Daily Summary: Week 4, Day 3 (11 May 2016)

For Wednesday, the groups began operations in the Fort Worth and Pueblo CWAs. It quickly became apparent that Pueblo activity would remain marginal, so that group moved to the Springfield CWA. With convection slow to develop in FWD, that group transitioned to the San Angelo CWA.

LAP
- It showed abundant isntability in central Texas. CAPE, LI, and PW were all on par with what we had expected.
- Looking at layer PW in Pueblo, there was an enhanced area of ll moisture in the SE corner of the state, but activity never made it there to tap into it.

CI
- CI values increase quickly before initiation.
- It was helpful in highlighting development along the outflow boundary, and where along the outflow convection would develop.
- Early on, there were low percentages where nothing happened, so did not see any false alarms.
- It hit on storms in the Midland area where we weren't really expecting any development.
- In Springfield, one cell popped up right on the boundary that eventually produced severe hail near St Louis.
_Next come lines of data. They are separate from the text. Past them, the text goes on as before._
//! Shared fixtures for integration tests.
#![allow(dead_code)]

use std::any::Any;
use std::collections::HashMap;
use std::sync::atomic::{AtomicUsize, Ordering};
use std::sync::Arc;

use parking_lot::Mutex;
use weft_di::{
    BoundArguments, Component, DiResult, Entity, EntityRef, EntityReferences, Inject, Injectable,
    LifecycleCause, LookupError, Persistable, PersistenceLookup, PropertyKind, SlotCell, TypeSchema, Value,
};

// ===== Entities =====

#[derive(Debug)]
pub struct Customer {
    pub id: String,
    pub name: String,
    pub saved: bool,
    pub proxy: bool,
}

impl Customer {
    pub fn persisted(id: &str) -> Arc<Self> {
        Arc::new(Self { id: id.to_string(), name: format!("Customer {}", id), saved: true, proxy: false })
    }

    pub fn unsaved(id: &str) -> Arc<Self> {
        Arc::new(Self { id: id.to_string(), name: "draft".to_string(), saved: false, proxy: false })
    }

    pub fn unloaded(id: &str) -> Arc<Self> {
        Arc::new(Self { id: id.to_string(), name: String::new(), saved: false, proxy: true })
    }
}

impl Entity for Customer {
    fn entity_type(&self) -> &str {
        "Customer"
    }

    fn identifier(&self) -> String {
        self.id.clone()
    }

    fn is_new(&self) -> bool {
        !self.saved
    }

    fn is_unresolved_proxy(&self) -> bool {
        self.proxy
    }

    fn as_any(&self) -> &dyn Any {
        self
    }
}

/// In-memory persistence lookup.
#[derive(Default)]
pub struct StubLookup {
    entities: HashMap<(String, String), EntityRef>,
    pub calls: AtomicUsize,
}

impl StubLookup {
    pub fn with_customers(ids: &[&str]) -> Arc<Self> {
        let mut lookup = Self::default();
        for id in ids {
            lookup
                .entities
                .insert(("Customer".to_string(), id.to_string()), Customer::persisted(id));
        }
        Arc::new(lookup)
    }

    pub fn calls(&self) -> usize {
        self.calls.load(Ordering::SeqCst)
    }
}

impl PersistenceLookup for StubLookup {
    fn resolve_entity(&self, entity_type: &str, identifier: &str) -> Result<EntityRef, LookupError> {
        self.calls.fetch_add(1, Ordering::SeqCst);
        if identifier == "E-500" {
            return Err(LookupError::Failed("database offline".to_string()));
        }
        self.entities
            .get(&(entity_type.to_string(), identifier.to_string()))
            .cloned()
            .ok_or(LookupError::NotFound)
    }
}

// ===== Collaborators =====

/// Singleton collaborator.
pub struct Clock {
    pub zone: String,
}

impl Injectable for Clock {
    fn slot(&self, _name: &str) -> Option<&dyn SlotCell> {
        None
    }
}

impl Component for Clock {
    fn schema() -> TypeSchema {
        TypeSchema::new::<Self>().singleton().optional_parameter("zone")
    }

    fn construct(args: &BoundArguments) -> DiResult<Self> {
        Ok(Self { zone: args.optional_value("zone")?.unwrap_or_else(|| "UTC".to_string()) })
    }
}

/// Prototype collaborator.
pub struct Ticket {
    pub serial: usize,
}

static NEXT_TICKET: AtomicUsize = AtomicUsize::new(0);

impl Injectable for Ticket {
    fn slot(&self, _name: &str) -> Option<&dyn SlotCell> {
        None
    }
}

impl Component for Ticket {
    fn schema() -> TypeSchema {
        TypeSchema::new::<Self>()
    }

    fn construct(_: &BoundArguments) -> DiResult<Self> {
        Ok(Self { serial: NEXT_TICKET.fetch_add(1, Ordering::SeqCst) })
    }
}

// ===== Persistable object =====

/// Prototype object with every kind of property the tracker handles.
pub struct Cart {
    pub currency: String,
    pub customer: Value,
    pub items: Value,
    pub by_key: Value,
    pub note: Value,
    pub scratch: Value,
    pub helper: Value,
    pub clock: Inject<Clock>,
    pub ticket: Inject<Ticket>,
    pub limits: Mutex<Option<serde_json::Value>>,
    pub lifecycle: Mutex<Vec<LifecycleCause>>,
    references: EntityReferences,
}

impl Cart {
    pub fn lifecycle(&self) -> Vec<LifecycleCause> {
        self.lifecycle.lock().clone()
    }

    pub fn customer_id(&self) -> Option<String> {
        self.customer.as_entity().map(|e| e.identifier())
    }
}

impl Injectable for Cart {
    fn slot(&self, name: &str) -> Option<&dyn SlotCell> {
        match name {
            "clock" => Some(&self.clock),
            "ticket" => Some(&self.ticket),
            _ => None,
        }
    }

    fn inject_settings(&self, slot: &str, value: &serde_json::Value) -> DiResult<()> {
        if slot == "limits" {
            *self.limits.lock() = Some(value.clone());
        }
        Ok(())
    }

    fn initialize(&self, cause: LifecycleCause) -> DiResult<()> {
        self.lifecycle.lock().push(cause);
        Ok(())
    }
}

impl Component for Cart {
    fn schema() -> TypeSchema {
        TypeSchema::new::<Self>()
            .optional_parameter("currency")
            .property("customer", PropertyKind::Reference)
            .property("items", PropertyKind::Container)
            .property("byKey", PropertyKind::Container)
            .property("note", PropertyKind::Scalar)
            .transient_property("scratch", PropertyKind::Reference)
            .property("helper", PropertyKind::Reference)
            .inject("clock", "Clock")
            .inject("ticket", "Ticket")
            .inject_settings("limits", "Shop.limits")
    }

    fn construct(args: &BoundArguments) -> DiResult<Self> {
        Ok(Self {
            currency: args.optional_value("currency")?.unwrap_or_else(|| "EUR".to_string()),
            customer: Value::Null,
            items: Value::Seq(Vec::new()),
            by_key: Value::map(Vec::<(String, Value)>::new()),
            note: Value::Null,
            scratch: Value::Null,
            helper: Value::Null,
            clock: Inject::new(),
            ticket: Inject::new(),
            limits: Mutex::new(None),
            lifecycle: Mutex::new(Vec::new()),
            references: EntityReferences::new(),
        })
    }
}

impl Persistable for Cart {
    fn property(&self, name: &str) -> Option<&Value> {
        match name {
            "customer" => Some(&self.customer),
            "items" => Some(&self.items),
            "byKey" => Some(&self.by_key),
            "note" => Some(&self.note),
            "scratch" => Some(&self.scratch),
            "helper" => Some(&self.helper),
            _ => None,
        }
    }

    fn property_mut(&mut self, name: &str) -> Option<&mut Value> {
        match name {
            "customer" => Some(&mut self.customer),
            "items" => Some(&mut self.items),
            "byKey" => Some(&mut self.by_key),
            "note" => Some(&mut self.note),
            "scratch" => Some(&mut self.scratch),
            "helper" => Some(&mut self.helper),
            _ => None,
        }
    }

    fn entity_references(&self) -> &EntityReferences {
        &self.references
    }

    fn entity_references_mut(&mut self) -> &mut EntityReferences {
        &mut self.references
    }
}

/// Registers `Clock` (singleton) and `Ticket` (prototype).
pub fn register_collaborators(services: &mut weft_di::ServiceCollection) {
    services.register::<Clock>("Clock");
    services.register::<Ticket>("Ticket");
}

/// Builds a `Cart` through the container and takes sole ownership of it.
pub fn new_cart(container: &weft_di::Container) -> Cart {
    let cart = container
        .construct::<Cart>(weft_di::Arguments::new())
        .expect("cart should construct");
    Arc::try_unwrap(cart).ok().expect("prototype carts are not retained")
}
It had very high regular CI, and 70 severe CI.
- I noticed regular CI hitting on development south of Pueblo CWA.

 ProbSevere
- Our one hail-maker in St Louis made it into the 90s. ProbSevere did well on that cell. Otherwise, we didn't see many storms go over 10, which was good since we didn't have any other severe.
- In Texas, I saw my first 100. Mesh was over 2" We issued a tornado warning on that storm.

SRSOR
- I wrote a blog post on the importance for forecasters to back up and look at the wider view, noting important features. As more OTs develop, one can visualize the linear structure across the region. One could see the evolution of boundaries and their interactions with each other. Inflow into storms from the south was apparent via the movement of low level clouds. While the initial outward expansion of teh anvil was in all directions, it backed up on one side due to the opposing mean flow at that level. Lots of waves were apparent. There are a lot of features and processes that you just cannot see with routine data.
- There was a mature storm with large anvil. New storms formed beneath the anvil along the outflow boundary. We could see the storms mature as they rose through the anvil.
- With a cell in Springfield, the updraft looked vigorous but then died quickly. We could see this in the 1-min imagery as it happened. The 1-min imagery has been helpful for rapidly developing storms, allowing you to see what is happening right away. 
SRSOR winds
- In Springfield, as cu developed, winds were available at many levels, allowing us to analyze the presence of directional shear (winds were veering with height). South of our CWA, we saw low level convergence, but in our area, flow was uni-directional. That convergence never made it into Springfield, and the lack of low-level support is likely why convection did not develop.
- In San Angelo, convergence was apparent along the outflow via the satellite-derived wind field.

Lightning Jump
- With storms in Texas, a 3-sigma lightning jump helped me make my warning decision.

NUCAPS
- Pueblo is not an upper air site, so it was helpful there. IASI NUCAPS indicated only weak instability, which made sense given only weak convection/showers. Surface dew point and temperature were very accurate, perhaps because the atmosphere was so dry.
- In Texas, we used NUCAPS in our early analysis which proved to be helpful given sparce UA obs.
- NUCAPS had Wet Bulb Zero heights around 9000 ft, and FL around 12000 ft. Wit the kind o updrafts we had, I am not surprised we had such large hail.